PROBLEM: Every line below that holds the word "Reconciliation" must be listed.

-------- RECORDS TO USE --------

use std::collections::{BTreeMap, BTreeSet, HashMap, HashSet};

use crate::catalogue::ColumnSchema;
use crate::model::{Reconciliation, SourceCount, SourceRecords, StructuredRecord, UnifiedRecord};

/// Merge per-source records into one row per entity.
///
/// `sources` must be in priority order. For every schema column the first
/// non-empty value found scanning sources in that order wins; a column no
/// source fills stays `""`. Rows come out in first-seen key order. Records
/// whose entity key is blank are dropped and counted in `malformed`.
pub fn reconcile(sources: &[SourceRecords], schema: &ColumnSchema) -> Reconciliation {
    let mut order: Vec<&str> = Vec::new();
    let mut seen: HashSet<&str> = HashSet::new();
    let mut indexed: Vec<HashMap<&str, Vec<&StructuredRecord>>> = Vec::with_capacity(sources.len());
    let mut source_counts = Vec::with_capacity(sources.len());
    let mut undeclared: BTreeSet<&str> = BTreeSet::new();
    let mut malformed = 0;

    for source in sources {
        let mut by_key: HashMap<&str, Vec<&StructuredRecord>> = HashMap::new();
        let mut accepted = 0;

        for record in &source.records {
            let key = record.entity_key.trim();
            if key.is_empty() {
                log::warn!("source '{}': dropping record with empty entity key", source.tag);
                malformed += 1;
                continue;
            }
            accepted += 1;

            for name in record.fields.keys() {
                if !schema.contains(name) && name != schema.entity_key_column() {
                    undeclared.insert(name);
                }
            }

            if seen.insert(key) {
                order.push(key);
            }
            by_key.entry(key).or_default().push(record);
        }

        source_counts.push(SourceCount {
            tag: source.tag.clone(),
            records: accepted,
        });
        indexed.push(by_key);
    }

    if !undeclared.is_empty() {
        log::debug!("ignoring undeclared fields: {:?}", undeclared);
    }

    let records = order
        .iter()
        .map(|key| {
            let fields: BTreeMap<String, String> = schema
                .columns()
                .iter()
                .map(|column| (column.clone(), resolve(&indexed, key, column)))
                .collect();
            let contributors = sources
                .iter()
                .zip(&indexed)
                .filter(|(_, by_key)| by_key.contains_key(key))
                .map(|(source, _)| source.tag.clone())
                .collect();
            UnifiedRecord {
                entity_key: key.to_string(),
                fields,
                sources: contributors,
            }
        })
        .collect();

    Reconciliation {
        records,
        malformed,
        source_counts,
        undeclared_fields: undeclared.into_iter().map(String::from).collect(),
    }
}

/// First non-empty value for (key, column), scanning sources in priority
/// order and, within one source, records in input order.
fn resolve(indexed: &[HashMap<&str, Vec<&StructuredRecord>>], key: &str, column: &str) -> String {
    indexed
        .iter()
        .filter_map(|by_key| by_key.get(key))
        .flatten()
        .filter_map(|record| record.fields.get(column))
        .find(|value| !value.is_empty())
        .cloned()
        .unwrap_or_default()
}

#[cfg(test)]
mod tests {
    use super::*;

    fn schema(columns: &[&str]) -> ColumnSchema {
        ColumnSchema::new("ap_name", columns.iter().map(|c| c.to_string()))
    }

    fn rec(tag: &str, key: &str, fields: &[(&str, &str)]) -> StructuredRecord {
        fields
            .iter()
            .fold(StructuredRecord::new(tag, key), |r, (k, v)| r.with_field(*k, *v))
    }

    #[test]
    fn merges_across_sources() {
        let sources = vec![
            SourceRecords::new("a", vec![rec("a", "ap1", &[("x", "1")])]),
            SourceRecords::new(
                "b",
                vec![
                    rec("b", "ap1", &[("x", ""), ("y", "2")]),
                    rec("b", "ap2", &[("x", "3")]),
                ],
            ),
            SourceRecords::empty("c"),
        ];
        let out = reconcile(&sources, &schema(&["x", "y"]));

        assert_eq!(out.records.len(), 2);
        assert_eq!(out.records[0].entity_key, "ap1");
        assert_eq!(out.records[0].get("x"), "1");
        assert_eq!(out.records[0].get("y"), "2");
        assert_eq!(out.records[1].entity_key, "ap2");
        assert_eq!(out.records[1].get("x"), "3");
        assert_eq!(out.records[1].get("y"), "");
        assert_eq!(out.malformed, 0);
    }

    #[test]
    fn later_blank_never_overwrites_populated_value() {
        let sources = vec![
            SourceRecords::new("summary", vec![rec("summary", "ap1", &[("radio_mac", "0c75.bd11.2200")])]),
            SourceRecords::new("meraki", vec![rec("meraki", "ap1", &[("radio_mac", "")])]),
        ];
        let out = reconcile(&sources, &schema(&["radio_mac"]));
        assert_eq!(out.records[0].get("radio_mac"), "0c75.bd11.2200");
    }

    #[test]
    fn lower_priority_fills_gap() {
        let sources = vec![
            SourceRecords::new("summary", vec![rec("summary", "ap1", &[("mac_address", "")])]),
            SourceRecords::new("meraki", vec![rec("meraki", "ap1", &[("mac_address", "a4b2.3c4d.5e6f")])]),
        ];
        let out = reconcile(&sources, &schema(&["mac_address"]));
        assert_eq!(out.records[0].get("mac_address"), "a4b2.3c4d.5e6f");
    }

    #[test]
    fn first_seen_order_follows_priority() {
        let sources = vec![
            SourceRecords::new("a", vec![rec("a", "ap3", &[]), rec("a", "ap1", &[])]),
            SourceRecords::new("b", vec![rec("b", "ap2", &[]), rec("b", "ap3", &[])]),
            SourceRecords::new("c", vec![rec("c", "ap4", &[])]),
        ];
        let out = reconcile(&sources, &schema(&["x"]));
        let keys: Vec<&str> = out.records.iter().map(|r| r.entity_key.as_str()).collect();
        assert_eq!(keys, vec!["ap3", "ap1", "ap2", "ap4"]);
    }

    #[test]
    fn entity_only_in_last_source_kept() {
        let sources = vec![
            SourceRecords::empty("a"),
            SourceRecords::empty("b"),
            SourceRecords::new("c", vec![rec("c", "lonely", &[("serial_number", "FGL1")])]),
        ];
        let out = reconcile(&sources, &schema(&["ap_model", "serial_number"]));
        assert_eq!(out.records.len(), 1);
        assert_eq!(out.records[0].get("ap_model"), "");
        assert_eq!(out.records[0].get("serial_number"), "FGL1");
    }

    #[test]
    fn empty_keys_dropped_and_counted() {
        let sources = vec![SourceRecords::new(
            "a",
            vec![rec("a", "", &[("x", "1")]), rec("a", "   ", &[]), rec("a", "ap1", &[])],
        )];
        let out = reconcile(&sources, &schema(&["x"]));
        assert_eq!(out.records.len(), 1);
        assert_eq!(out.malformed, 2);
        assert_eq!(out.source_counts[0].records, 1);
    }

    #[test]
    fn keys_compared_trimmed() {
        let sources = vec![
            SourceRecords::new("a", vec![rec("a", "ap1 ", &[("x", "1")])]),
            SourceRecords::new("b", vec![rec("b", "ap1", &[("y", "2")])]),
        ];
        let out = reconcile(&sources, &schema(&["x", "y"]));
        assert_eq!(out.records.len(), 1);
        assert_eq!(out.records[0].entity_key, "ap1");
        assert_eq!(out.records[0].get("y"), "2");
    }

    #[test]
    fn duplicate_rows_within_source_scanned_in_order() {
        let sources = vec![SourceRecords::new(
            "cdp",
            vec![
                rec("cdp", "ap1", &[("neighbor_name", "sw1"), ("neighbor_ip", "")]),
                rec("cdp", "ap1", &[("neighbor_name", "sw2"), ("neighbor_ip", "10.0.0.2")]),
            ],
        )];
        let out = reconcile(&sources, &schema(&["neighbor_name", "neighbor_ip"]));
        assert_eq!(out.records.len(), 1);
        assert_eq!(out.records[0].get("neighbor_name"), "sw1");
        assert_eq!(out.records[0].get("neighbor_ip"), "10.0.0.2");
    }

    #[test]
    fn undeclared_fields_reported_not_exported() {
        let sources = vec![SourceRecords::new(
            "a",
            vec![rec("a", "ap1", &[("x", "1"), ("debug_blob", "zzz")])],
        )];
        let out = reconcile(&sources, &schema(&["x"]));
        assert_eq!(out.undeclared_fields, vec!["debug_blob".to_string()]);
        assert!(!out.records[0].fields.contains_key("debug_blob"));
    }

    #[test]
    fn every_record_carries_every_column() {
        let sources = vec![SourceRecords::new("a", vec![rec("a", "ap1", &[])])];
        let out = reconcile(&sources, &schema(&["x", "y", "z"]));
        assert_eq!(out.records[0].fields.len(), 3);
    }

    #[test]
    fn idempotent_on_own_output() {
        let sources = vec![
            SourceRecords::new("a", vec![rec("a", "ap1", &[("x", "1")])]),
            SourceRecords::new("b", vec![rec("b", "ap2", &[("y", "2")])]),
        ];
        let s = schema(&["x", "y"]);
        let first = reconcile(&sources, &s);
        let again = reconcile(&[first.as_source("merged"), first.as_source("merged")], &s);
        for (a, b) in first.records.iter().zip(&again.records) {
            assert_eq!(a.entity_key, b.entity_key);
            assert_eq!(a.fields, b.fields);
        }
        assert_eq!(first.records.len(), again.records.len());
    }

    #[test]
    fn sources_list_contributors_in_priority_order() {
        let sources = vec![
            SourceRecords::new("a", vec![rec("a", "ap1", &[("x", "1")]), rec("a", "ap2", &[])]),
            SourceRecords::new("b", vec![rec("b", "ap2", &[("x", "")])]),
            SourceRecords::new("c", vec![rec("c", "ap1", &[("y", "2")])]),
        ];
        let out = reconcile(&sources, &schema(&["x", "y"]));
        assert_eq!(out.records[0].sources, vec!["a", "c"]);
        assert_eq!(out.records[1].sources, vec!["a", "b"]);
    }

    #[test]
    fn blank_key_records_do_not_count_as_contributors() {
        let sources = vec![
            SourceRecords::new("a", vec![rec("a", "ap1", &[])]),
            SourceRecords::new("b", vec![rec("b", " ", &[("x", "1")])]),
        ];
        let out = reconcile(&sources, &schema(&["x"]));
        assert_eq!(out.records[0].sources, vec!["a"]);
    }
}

--------
-------- RECORDS TO USE --------

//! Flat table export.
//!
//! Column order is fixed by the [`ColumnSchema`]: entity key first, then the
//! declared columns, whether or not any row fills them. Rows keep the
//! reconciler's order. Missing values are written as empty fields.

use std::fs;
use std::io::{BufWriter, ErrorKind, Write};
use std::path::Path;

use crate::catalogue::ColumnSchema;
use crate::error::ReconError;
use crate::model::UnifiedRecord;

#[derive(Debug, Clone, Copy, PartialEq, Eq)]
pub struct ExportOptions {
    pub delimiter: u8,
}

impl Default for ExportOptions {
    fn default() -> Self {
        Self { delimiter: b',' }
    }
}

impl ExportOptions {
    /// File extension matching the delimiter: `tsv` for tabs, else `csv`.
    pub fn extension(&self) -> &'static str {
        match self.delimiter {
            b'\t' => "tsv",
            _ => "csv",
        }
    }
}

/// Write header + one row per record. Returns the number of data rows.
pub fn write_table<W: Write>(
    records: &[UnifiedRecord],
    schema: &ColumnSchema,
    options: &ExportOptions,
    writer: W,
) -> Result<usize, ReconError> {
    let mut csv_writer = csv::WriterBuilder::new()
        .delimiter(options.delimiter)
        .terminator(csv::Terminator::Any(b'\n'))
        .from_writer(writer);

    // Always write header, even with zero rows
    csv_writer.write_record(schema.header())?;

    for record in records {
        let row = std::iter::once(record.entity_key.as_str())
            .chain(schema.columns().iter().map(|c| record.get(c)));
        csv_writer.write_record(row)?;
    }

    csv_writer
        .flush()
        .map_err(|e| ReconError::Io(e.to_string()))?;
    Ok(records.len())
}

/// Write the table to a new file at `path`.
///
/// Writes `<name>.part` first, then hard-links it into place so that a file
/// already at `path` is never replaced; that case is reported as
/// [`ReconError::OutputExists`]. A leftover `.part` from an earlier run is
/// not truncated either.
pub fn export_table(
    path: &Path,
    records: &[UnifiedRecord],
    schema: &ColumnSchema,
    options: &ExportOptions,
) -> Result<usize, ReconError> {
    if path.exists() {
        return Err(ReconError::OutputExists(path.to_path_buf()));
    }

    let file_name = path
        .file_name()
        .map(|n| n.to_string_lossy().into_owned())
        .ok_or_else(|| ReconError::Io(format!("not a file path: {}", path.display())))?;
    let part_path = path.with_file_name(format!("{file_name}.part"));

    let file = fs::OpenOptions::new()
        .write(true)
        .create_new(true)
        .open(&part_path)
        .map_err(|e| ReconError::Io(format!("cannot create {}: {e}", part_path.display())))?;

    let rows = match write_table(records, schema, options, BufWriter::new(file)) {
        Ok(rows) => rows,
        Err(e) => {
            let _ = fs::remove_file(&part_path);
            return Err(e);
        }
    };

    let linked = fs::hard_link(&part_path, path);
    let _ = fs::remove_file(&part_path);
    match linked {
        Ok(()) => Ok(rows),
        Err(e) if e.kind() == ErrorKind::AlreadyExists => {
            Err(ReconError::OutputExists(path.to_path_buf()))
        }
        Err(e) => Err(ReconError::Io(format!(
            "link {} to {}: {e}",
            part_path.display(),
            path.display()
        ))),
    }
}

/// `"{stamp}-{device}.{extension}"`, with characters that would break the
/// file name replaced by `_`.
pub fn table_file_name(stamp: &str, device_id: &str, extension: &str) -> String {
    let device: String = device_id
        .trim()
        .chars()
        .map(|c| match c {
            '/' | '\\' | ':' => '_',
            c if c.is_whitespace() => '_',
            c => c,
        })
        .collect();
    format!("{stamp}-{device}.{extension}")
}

--------
-------- RECORDS TO USE --------

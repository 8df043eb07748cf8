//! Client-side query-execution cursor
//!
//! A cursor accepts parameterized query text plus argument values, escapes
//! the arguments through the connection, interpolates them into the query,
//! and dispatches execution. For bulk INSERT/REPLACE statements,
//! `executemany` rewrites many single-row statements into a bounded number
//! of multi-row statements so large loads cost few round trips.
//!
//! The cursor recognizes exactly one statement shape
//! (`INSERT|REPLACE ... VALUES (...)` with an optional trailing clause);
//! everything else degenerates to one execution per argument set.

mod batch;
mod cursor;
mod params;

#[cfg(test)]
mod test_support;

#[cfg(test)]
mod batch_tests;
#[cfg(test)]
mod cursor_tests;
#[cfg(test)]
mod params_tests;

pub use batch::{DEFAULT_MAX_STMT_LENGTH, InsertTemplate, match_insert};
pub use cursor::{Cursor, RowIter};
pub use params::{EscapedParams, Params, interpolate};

--------

TASK RESULT:
use crate::model::{Reconciliation, SourceCount, SourceRecords, StructuredRecord, UnifiedRecord};
pub fn reconcile(sources: &[SourceRecords], schema: &ColumnSchema) -> Reconciliation {
    Reconciliation {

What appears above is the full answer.